Exercise goal: Gather each line in the entries that includes the string "displayable".

================

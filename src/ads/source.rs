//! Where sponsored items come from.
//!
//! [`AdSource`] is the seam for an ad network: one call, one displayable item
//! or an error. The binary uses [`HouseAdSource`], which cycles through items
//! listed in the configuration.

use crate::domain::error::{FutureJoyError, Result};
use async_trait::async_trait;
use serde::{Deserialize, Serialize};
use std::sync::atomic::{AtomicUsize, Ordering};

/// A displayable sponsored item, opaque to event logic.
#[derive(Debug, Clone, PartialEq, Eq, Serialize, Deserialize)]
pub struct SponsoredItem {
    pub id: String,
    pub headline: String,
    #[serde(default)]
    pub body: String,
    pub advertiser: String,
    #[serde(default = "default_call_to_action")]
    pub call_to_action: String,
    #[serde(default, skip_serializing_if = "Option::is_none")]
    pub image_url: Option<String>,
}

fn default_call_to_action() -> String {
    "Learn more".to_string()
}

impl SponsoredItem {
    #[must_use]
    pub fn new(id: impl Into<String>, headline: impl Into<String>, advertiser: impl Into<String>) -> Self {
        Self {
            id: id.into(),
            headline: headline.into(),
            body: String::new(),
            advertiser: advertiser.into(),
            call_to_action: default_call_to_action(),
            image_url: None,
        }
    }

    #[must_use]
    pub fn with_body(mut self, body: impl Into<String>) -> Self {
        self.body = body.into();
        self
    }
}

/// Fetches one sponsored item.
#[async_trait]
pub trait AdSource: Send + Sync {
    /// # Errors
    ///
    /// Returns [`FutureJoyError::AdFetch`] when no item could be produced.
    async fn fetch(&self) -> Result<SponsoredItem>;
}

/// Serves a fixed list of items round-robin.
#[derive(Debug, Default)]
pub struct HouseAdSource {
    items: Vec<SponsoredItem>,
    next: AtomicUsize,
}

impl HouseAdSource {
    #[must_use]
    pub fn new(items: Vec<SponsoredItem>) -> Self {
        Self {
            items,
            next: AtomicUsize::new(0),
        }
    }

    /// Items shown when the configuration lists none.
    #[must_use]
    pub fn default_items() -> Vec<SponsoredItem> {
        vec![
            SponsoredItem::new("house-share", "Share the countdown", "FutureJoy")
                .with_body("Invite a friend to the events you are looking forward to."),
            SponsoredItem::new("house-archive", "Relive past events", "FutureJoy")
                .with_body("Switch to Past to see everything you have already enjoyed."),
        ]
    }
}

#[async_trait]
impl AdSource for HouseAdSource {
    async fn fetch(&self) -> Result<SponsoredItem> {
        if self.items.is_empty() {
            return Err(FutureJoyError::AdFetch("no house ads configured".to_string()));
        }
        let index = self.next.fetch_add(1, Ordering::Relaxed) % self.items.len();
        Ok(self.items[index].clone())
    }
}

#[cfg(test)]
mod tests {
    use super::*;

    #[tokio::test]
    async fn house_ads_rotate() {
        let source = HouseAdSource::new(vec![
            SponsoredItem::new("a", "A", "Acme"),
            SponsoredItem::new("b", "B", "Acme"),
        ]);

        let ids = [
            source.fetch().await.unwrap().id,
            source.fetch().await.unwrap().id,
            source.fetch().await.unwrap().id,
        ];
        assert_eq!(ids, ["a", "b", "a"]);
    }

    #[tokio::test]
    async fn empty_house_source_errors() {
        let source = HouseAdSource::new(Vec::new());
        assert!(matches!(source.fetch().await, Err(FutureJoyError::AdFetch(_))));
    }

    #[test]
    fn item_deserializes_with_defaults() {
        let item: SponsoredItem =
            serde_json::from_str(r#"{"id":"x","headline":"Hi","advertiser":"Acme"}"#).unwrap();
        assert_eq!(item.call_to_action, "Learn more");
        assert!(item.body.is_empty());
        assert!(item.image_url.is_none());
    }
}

================

Exercise output:
//! [`AdSource`] is the seam for an ad network: one call, one displayable item
/// A displayable sponsored item, opaque to event logic.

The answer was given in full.